• _Data for processing_:
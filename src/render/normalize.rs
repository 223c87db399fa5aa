//! # Thermal Image Preparation
//!
//! Turns uploaded image bytes into a [`Bitmap`] the printer can take directly.
//!
//! ## Pipeline
//!
//! ```text
//! bytes ──► content-type check ──► decode (+ EXIF orientation)
//!       ──► orient ──► resize to print width (Lanczos3)
//!       ──► grayscale ──► contrast ×1.5 ──► brightness ×1.1
//!       ──► Floyd–Steinberg ──► Bitmap
//! ```
//!
//! Every stage returns a new image. The output width always equals
//! [`NormalizeOptions::width`] and the height keeps the source aspect ratio.
//! Images that would scale past [`MAX_HEIGHT`] rows are rejected before any
//! buffer is allocated.

use image::{
    DynamicImage, GrayImage, ImageDecoder, ImageReader, Luma, imageops::FilterType,
    metadata::Orientation,
};
use std::io::Cursor;
use tracing::debug;

use super::{bitmap::Bitmap, dither};
use crate::error::{PromptslipError, Result};
use crate::printer::PrinterConfig;

/// Content types accepted for uploads.
pub const ACCEPTED_CONTENT_TYPES: &[&str] = &["image/jpeg", "image/png"];

/// Default contrast multiplier.
pub const DEFAULT_CONTRAST: f32 = 1.5;

/// Default brightness multiplier.
pub const DEFAULT_BRIGHTNESS: f32 = 1.1;

/// Tallest printable result in dots, about 2 m of paper at 203 DPI.
pub const MAX_HEIGHT: u32 = 16_384;

/// How the normalizer corrects image orientation before resizing.
#[derive(Debug, Clone, Copy, PartialEq, Eq, Default)]
pub enum OrientationPolicy {
    /// Use pixels as stored.
    None,
    /// Apply the EXIF orientation tag (phone photos).
    #[default]
    Exif,
    /// Apply EXIF, then turn landscape images a quarter turn so the long edge
    /// runs along the paper.
    Portrait,
}

impl OrientationPolicy {
    pub fn parse(s: &str) -> Result<Self, String> {
        match s.to_lowercase().as_str() {
            "none" | "off" => Ok(Self::None),
            "exif" => Ok(Self::Exif),
            "portrait" => Ok(Self::Portrait),
            _ => Err(format!(
                "Unknown orientation policy '{}'. Use 'none', 'exif' or 'portrait'",
                s
            )),
        }
    }
}

/// Normalizer settings.
#[derive(Debug, Clone, Copy, PartialEq)]
pub struct NormalizeOptions {
    /// Target width in dots.
    pub width: u32,
    pub orientation: OrientationPolicy,
    /// Contrast multiplier around the image's mean luminance.
    pub contrast: f32,
    /// Brightness multiplier.
    pub brightness: f32,
}

impl NormalizeOptions {
    pub fn for_printer(config: &PrinterConfig) -> Self {
        Self {
            width: config.width_dots,
            ..Self::default()
        }
    }
}

impl Default for NormalizeOptions {
    fn default() -> Self {
        Self {
            width: PrinterConfig::PAPER_80MM.width_dots,
            orientation: OrientationPolicy::default(),
            contrast: DEFAULT_CONTRAST,
            brightness: DEFAULT_BRIGHTNESS,
        }
    }
}

/// A decoded image together with the orientation its container declared.
#[derive(Debug, Clone)]
pub struct SourceImage {
    pub image: DynamicImage,
    pub orientation: Orientation,
}

impl From<DynamicImage> for SourceImage {
    fn from(image: DynamicImage) -> Self {
        Self {
            image,
            orientation: Orientation::NoTransforms,
        }
    }
}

• _Exercise brief_: Set down the data exactly.

• _Output of the exercise_:
filename src/render/normalize.rs
repository 223c87db399fa5aa
//! # Thermal Image Preparation
//!
//! Turns uploaded image bytes into a [`Bitmap`] the printer can take directly.
//!
//! ## Pipeline
//!
//! ```text
//! bytes ──► content-type check ──► decode (+ EXIF orientation)
//!       ──► orient ──► resize to print width (Lanczos3)
//!       ──► grayscale ──► contrast ×1.5 ──► brightness ×1.1
//!       ──► Floyd–Steinberg ──► Bitmap
//! ```
//!
//! Every stage returns a new image. The output width always equals
//! [`NormalizeOptions::width`] and the height keeps the source aspect ratio.
//! Images that would scale past [`MAX_HEIGHT`] rows are rejected before any
//! buffer is allocated.

use image::{
    DynamicImage, GrayImage, ImageDecoder, ImageReader, Luma, imageops::FilterType,
    metadata::Orientation,
};
use std::io::Cursor;
use tracing::debug;

use super::{bitmap::Bitmap, dither};
use crate::error::{PromptslipError, Result};
use crate::printer::PrinterConfig;

/// Content types accepted for uploads.
pub const ACCEPTED_CONTENT_TYPES: &[&str] = &["image/jpeg", "image/png"];

/// Default contrast multiplier.
pub const DEFAULT_CONTRAST: f32 = 1.5;

/// Default brightness multiplier.
pub const DEFAULT_BRIGHTNESS: f32 = 1.1;

/// Tallest printable result in dots, about 2 m of paper at 203 DPI.
pub const MAX_HEIGHT: u32 = 16_384;

/// How the normalizer corrects image orientation before resizing.
#[derive(Debug, Clone, Copy, PartialEq, Eq, Default)]
pub enum OrientationPolicy {
    /// Use pixels as stored.
    None,
    /// Apply the EXIF orientation tag (phone photos).
    #[default]
    Exif,
    /// Apply EXIF, then turn landscape images a quarter turn so the long edge
    /// runs along the paper.
    Portrait,
}

impl OrientationPolicy {
    pub fn parse(s: &str) -> Result<Self, String> {
        match s.to_lowercase().as_str() {
            "none" | "off" => Ok(Self::None),
            "exif" => Ok(Self::Exif),
            "portrait" => Ok(Self::Portrait),
            _ => Err(format!(
                "Unknown orientation policy '{}'. Use 'none', 'exif' or 'portrait'",
                s
            )),
        }
    }
}

/// Normalizer settings.
#[derive(Debug, Clone, Copy, PartialEq)]
pub struct NormalizeOptions {
    /// Target width in dots.
    pub width: u32,
    pub orientation: OrientationPolicy,
    /// Contrast multiplier around the image's mean luminance.
    pub contrast: f32,
    /// Brightness multiplier.
    pub brightness: f32,
}

impl NormalizeOptions {
    pub fn for_printer(config: &PrinterConfig) -> Self {
        Self {
            width: config.width_dots,
            ..Self::default()
        }
    }
}

impl Default for NormalizeOptions {
    fn default() -> Self {
        Self {
            width: PrinterConfig::PAPER_80MM.width_dots,
            orientation: OrientationPolicy::default(),
            contrast: DEFAULT_CONTRAST,
            brightness: DEFAULT_BRIGHTNESS,
        }
    }
}

/// A decoded image together with the orientation its container declared.
#[derive(Debug, Clone)]
pub struct SourceImage {
    pub image: DynamicImage,
    pub orientation: Orientation,
}

impl From<DynamicImage> for SourceImage {
    fn from(image: DynamicImage) -> Self {
        Self {
            image,
            orientation: Orientation::NoTransforms,
        }
    }
}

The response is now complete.